Hong Kong Set to Criminalize Unlicensed Stablecoin Promotions Starting August 1
Hong Kong enforces new rules on stablecoin promotions

Hong Kong will begin enforcing strict new rules on stablecoin promotions starting August 1, criminalizing the offering or marketing of unlicensed fiat-referenced stablecoins (FRS) to retail investors. Offenders could face fines of up to HK$50,000 (around $6,300) and up to six months in jail under the updated Stablecoin Ordinance.
The Hong Kong Monetary Authority (HKMA) issued a public warning urging investors to avoid any stablecoin schemes not officially licensed. HKMA Chief Executive Eddie Yue said the regulation is necessary to ensure market credibility, protect consumers, and curb speculative hype.
Yue specifically pointed to inflated stock movements tied to stablecoin announcements—such as Guotai Junan’s 300% share price surge in June following a digital asset license expansion—as evidence of market overheating. He emphasized the need to “rein in the euphoria” and noted that many license applicants fail to meet basic requirements, with vague ideas and no concrete execution plans.

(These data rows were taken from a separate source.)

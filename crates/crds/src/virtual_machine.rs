//! KubeVirt VirtualMachine
//!
//! Only `spec.runStrategy` is written by the orchestrator. The rest of the spec is
//! carried opaquely so that objects created from templates round-trip untouched.

use kube::CustomResource;
use schemars::JsonSchema;
use serde::{Deserialize, Serialize};

/// VirtualMachineSpec mirrors the subset of `kubevirt.io/v1` the orchestrator touches
#[derive(CustomResource, Debug, Clone, Serialize, Deserialize, JsonSchema, Default)]
#[kube(
    group = "kubevirt.io",
    version = "v1",
    kind = "VirtualMachine",
    namespaced,
    status = "VirtualMachineStatus"
)]
#[serde(rename_all = "camelCase")]
pub struct VirtualMachineSpec {
    /// Run strategy governing whether the VMI should exist
    #[serde(default, skip_serializing_if = "Option::is_none")]
    pub run_strategy: Option<RunStrategy>,

    /// Deprecated boolean form of the run strategy
    #[serde(default, skip_serializing_if = "Option::is_none")]
    pub running: Option<bool>,

    /// VMI template, passed through as-is
    #[serde(default, skip_serializing_if = "serde_json::Value::is_null")]
    pub template: serde_json::Value,
}

/// KubeVirt run strategies
///
/// Serialized exactly as KubeVirt expects ("Always", "Halted", ...).
#[derive(Debug, Clone, Copy, Serialize, Deserialize, JsonSchema, PartialEq, Eq)]
pub enum RunStrategy {
    /// VMI is kept running
    Always,
    /// VMI is stopped
    Halted,
    /// Started and stopped only by explicit subresource calls
    Manual,
    /// Restarted only when it fails
    RerunOnFailure,
    /// Run once, not restarted
    Once,
}

impl RunStrategy {
    /// String form used in merge patches
    pub fn as_str(&self) -> &'static str {
        match self {
            RunStrategy::Always => "Always",
            RunStrategy::Halted => "Halted",
            RunStrategy::Manual => "Manual",
            RunStrategy::RerunOnFailure => "RerunOnFailure",
            RunStrategy::Once => "Once",
        }
    }
}

/// VirtualMachineStatus is written by KubeVirt, read by the status watcher
#[derive(Debug, Clone, Serialize, Deserialize, JsonSchema, Default, PartialEq)]
#[serde(rename_all = "camelCase")]
pub struct VirtualMachineStatus {
    /// Human readable phase ("Running", "Stopped", "Starting", ...)
    #[serde(default, skip_serializing_if = "Option::is_none")]
    pub printable_status: Option<String>,

    /// Whether the VMI is ready
    #[serde(default, skip_serializing_if = "Option::is_none")]
    pub ready: Option<bool>,

    /// Whether the VMI has been created
    #[serde(default, skip_serializing_if = "Option::is_none")]
    pub created: Option<bool>,
}

#[cfg(test)]
mod tests {
    use super::*;

    #[test]
    fn test_deserialize_kubevirt_vm() {
        let yaml = r#"
apiVersion: kubevirt.io/v1
kind: VirtualMachine
metadata:
  name: web-0
  namespace: vdc-a
spec:
  runStrategy: Halted
  template:
    spec:
      domain:
        cpu:
          cores: 2
status:
  printableStatus: Stopped
  ready: false
"#;
        let vm: VirtualMachine = serde_yaml::from_str(yaml).unwrap();
        assert_eq!(vm.spec.run_strategy, Some(RunStrategy::Halted));
        assert_eq!(
            vm.status.as_ref().and_then(|s| s.printable_status.as_deref()),
            Some("Stopped")
        );
        assert_eq!(vm.spec.template["spec"]["domain"]["cpu"]["cores"], 2);
    }

    #[test]
    fn test_run_strategy_serializes_pascal_case() {
        let json = serde_json::to_value(RunStrategy::RerunOnFailure).unwrap();
        assert_eq!(json, serde_json::json!("RerunOnFailure"));
        assert_eq!(RunStrategy::Always.as_str(), "Always");
    }
}
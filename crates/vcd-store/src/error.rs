//! Store errors

use thiserror::Error;

/// Errors that can occur when reading or writing the relational store
#[derive(Debug, Error)]
pub enum StoreError {
    /// Row does not exist
    #[error("{entity} {id} not found")]
    NotFound {
        /// Entity kind (table)
        entity: &'static str,
        /// Key that was looked up
        id: String,
    },

    /// Unique or referential constraint violated
    #[error("{entity} conflict: {detail}")]
    Conflict {
        /// Entity kind (table)
        entity: &'static str,
        /// Which constraint was hit
        detail: String,
    },

    /// Database unreachable or pool exhausted
    #[error("Store unavailable: {0}")]
    Unavailable(String),

    /// Stored value could not be mapped back to a model
    #[error("Invalid record: {0}")]
    InvalidRecord(String),

    /// Any other database error
    #[error("Database error: {0}")]
    Database(#[source] sqlx::Error),
}

impl StoreError {
    pub(crate) fn not_found(entity: &'static str, id: impl ToString) -> Self {
        StoreError::NotFound {
            entity,
            id: id.to_string(),
        }
    }

    pub(crate) fn conflict(entity: &'static str, detail: impl Into<String>) -> Self {
        StoreError::Conflict {
            entity,
            detail: detail.into(),
        }
    }

    /// Whether the error is a uniqueness or reference violation
    pub fn is_conflict(&self) -> bool {
        matches!(self, StoreError::Conflict { .. })
    }

    /// Whether the error means the row is absent
    pub fn is_not_found(&self) -> bool {
        matches!(self, StoreError::NotFound { .. })
    }

    /// Map a sqlx error raised while writing `entity`
    pub(crate) fn from_sqlx(entity: &'static str, e: sqlx::Error) -> Self {
        if let sqlx::Error::Database(db) = &e {
            let constraint = db.constraint().map(str::to_string);
            match db.code().as_deref() {
                // unique_violation
                Some("23505") => {
                    return StoreError::conflict(
                        entity,
                        constraint.unwrap_or_else(|| "unique constraint".to_string()),
                    );
                }
                // foreign_key_violation
                Some("23503") => {
                    return StoreError::conflict(
                        entity,
                        format!("still referenced ({})", constraint.unwrap_or_else(|| "foreign key".to_string())),
                    );
                }
                _ => {}
            }
        }
        match e {
            sqlx::Error::PoolTimedOut | sqlx::Error::PoolClosed | sqlx::Error::Io(_) => {
                StoreError::Unavailable(e.to_string())
            }
            other => StoreError::Database(other),
        }
    }
}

Bloomberg reported around 50 firms are seeking licenses, but only a few will be approved. Yue added that while some proposals show potential, many lack the technical and financial risk management expertise to issue stablecoins responsibly.
The move aligns Hong Kong with other jurisdictions, like the EU and UK, that have banned unlicensed crypto advertising. However, Hong Kong’s approach is among the strictest—unlike the EU’s MiCA or the UK’s FCA rules, Hong Kong’s law includes criminal sentencing.
With this regulation, Hong Kong is positioning itself as a cautious but assertive global leader in crypto oversight, aiming to encourage fintech innovation while protecting the public from unregulated digital asset schemes.